Beneficial Owner. If you are a beneficial owner of shares held in street name and you do not instruct your broker, bank, or other agent how to vote your shares, that agent may still be able to vote your shares in its discretion. Brokers, banks, and other securities intermediaries may use their discretion to vote your “uninstructed” shares with respect to matters considered to be “routine,” but not with respect to “non-routine” matters. In this regard, Proposal 1 is considered to be “non-routine,” meaning that your broker may not vote your shares on those proposals in the absence of your voting instructions. However, Proposal 2 is considered to be “routine,” meaning that if you do not return voting instructions to your broker by its deadline, your broker may vote your shares in its discretion on Proposal 2.

How do I change or revoke my proxy?

Stockholder of Record. If you are a stockholder of record, you can change your vote or revoke your proxy any time before or at the Annual Meeting by:

 

  1.

entering a new vote by internet or by telephone;

 

  2.

returning a later-dated proxy card (which automatically revokes the earlier proxy card);

 

  3.

notifying our Corporate Secretary in writing at 203 Redwood Shores Parkway, 8th Floor, Redwood City, CA 94065; or

 

  4.

attending and voting at the Annual Meeting (although attendance at the Annual Meeting will not, by itself, revoke a proxy) at www.proxydocs.com/POSH.

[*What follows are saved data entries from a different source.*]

use std::collections::HashMap;
use std::sync::atomic::{AtomicU64, Ordering};
use std::sync::Arc;
use std::time::{Duration, Instant};

use inksync_core::util::fingerprint;
use tokio::sync::Mutex;

use crate::config::AppConfig;
use crate::error::AppError;

/// Fixed-window limit on batch submissions, keyed by device.
#[derive(Clone)]
pub struct BatchRateLimiter {
    state: Arc<Mutex<HashMap<String, RateWindow>>>,
    window: Duration,
    limit: u32,
    metrics: Arc<RateLimitMetrics>,
}

#[derive(Default)]
struct RateLimitMetrics {
    allowed: AtomicU64,
    limited: AtomicU64,
}

#[derive(Debug, Clone, Copy, PartialEq, Eq, serde::Serialize)]
pub struct RateLimitMetricsSnapshot {
    pub allowed: u64,
    pub limited: u64,
}

#[derive(Debug, Clone, Copy)]
struct RateWindow {
    started_at: Instant,
    count: u32,
}

impl BatchRateLimiter {
    pub fn from_config(config: &AppConfig) -> Self {
        Self::new(
            config.rate_limit_window,
            config.sync_batch_rate_limit_per_window,
        )
    }

    pub fn new(window: Duration, limit: u32) -> Self {
        Self {
            state: Arc::new(Mutex::new(HashMap::new())),
            window,
            limit,
            metrics: Arc::new(RateLimitMetrics::default()),
        }
    }

    pub async fn check(&self, device_id: &str) -> Result<(), AppError> {
        let now = Instant::now();
        let mut guard = self.state.lock().await;

        // Drop windows that have fully elapsed so idle devices do not pile up.
        guard.retain(|_, window| now.duration_since(window.started_at) < self.window);

        let entry = guard.entry(device_id.to_string()).or_insert(RateWindow {
            started_at: now,
            count: 0,
        });

        if entry.count >= self.limit {
            let retry_after_secs = self
                .window
                .saturating_sub(now.duration_since(entry.started_at))
                .as_secs();
            self.metrics.limited.fetch_add(1, Ordering::Relaxed);
            tracing::warn!(
                device = fingerprint(device_id),
                retry_after_secs,
                "Batch rate limit exceeded"
            );
            return Err(AppError::too_many_requests(
                "Rate limit exceeded for sync batches",
                retry_after_secs,
            ));
        }

        entry.count += 1;
        self.metrics.allowed.fetch_add(1, Ordering::Relaxed);
        Ok(())
    }

    pub fn metrics_snapshot(&self) -> RateLimitMetricsSnapshot {
        RateLimitMetricsSnapshot {
            allowed: self.metrics.allowed.load(Ordering::Relaxed),
            limited: self.metrics.limited.load(Ordering::Relaxed),
        }
    }
}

Beneficial Owner. If you are a beneficial owner, please contact your broker, bank, or other agent for instructions on how to revoke your proxy.

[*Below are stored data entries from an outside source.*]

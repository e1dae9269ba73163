use std::time::Duration;

use inksync_core::SyncEngine;
use tokio::task::JoinHandle;
use tokio::time::MissedTickBehavior;

/// Periodically delete expired append-only records.
pub fn spawn_retention_sweep(engine: SyncEngine, every: Duration) -> JoinHandle<()> {
    tokio::spawn(async move {
        let mut ticker = tokio::time::interval(every);
        ticker.set_missed_tick_behavior(MissedTickBehavior::Delay);
        // The first tick completes immediately; skip it so startup stays quiet.
        ticker.tick().await;

        loop {
            ticker.tick().await;
            sweep_once(&engine).await;
        }
    })
}

async fn sweep_once(engine: &SyncEngine) -> u64 {
    match engine.purge_expired().await {
        Ok(0) => 0,
        Ok(removed) => {
            tracing::info!(removed, "Retention sweep removed expired records");
            removed
        }
        Err(error) => {
            tracing::warn!(%error, "Retention sweep failed");
            0
        }
    }
}

#[cfg(test)]
mod tests {
    use super::*;
    use inksync_core::cache::NoopCache;
    use inksync_core::clock::ManualClock;
    use inksync_core::store::MemoryStore;
    use inksync_core::{BatchRequest, EngineConfig};
    use serde_json::json;
    use std::sync::Arc;

    #[tokio::test]
    async fn sweep_removes_only_expired_messages() {
        let clock = Arc::new(ManualClock::new(1_000));
        let engine = SyncEngine::new(
            Arc::new(MemoryStore::with_clock(clock.clone())),
            Arc::new(NoopCache),
            EngineConfig::default().with_message_ttl(Duration::from_secs(60)),
        )
        .with_clock(clock.clone());

        let request: BatchRequest = serde_json::from_value(json!({
            "deviceId": "phone",
            "ownerId": "studio-1",
            "items": [
                {"id": "m1", "entityClass": "message", "payload": "hi", "clientTimestamp": 1},
                {"id": "c1", "entityClass": "customer", "payload": {"n": 1}, "clientTimestamp": 1}
            ]
        }))
        .unwrap();
        engine.submit(request).await.unwrap();

        assert_eq!(sweep_once(&engine).await, 0);
        clock.advance(60_000);
        assert_eq!(sweep_once(&engine).await, 1);
        assert_eq!(sweep_once(&engine).await, 0);
    }
}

What is the quorum requirement?

A quorum of stockholders is necessary to hold a valid meeting under our amended and restated bylaws and Delaware law. A quorum will be present if stockholders holding at least a majority of the voting power of the outstanding shares entitled to vote are present at the meeting online or represented by proxy. Your shares will be counted towards the quorum only if you submit a valid proxy (or one is submitted on your behalf by your broker, bank, or other nominee) or if you vote online at the meeting. Abstentions and broker non-votes will be counted towards the quorum requirement. If there is no quorum, either the chairperson of the meeting or the holders of a majority of the voting power of the shares present at the meeting online or represented by proxy may adjourn the meeting to another date.

Who is paying for the proxy solicitation?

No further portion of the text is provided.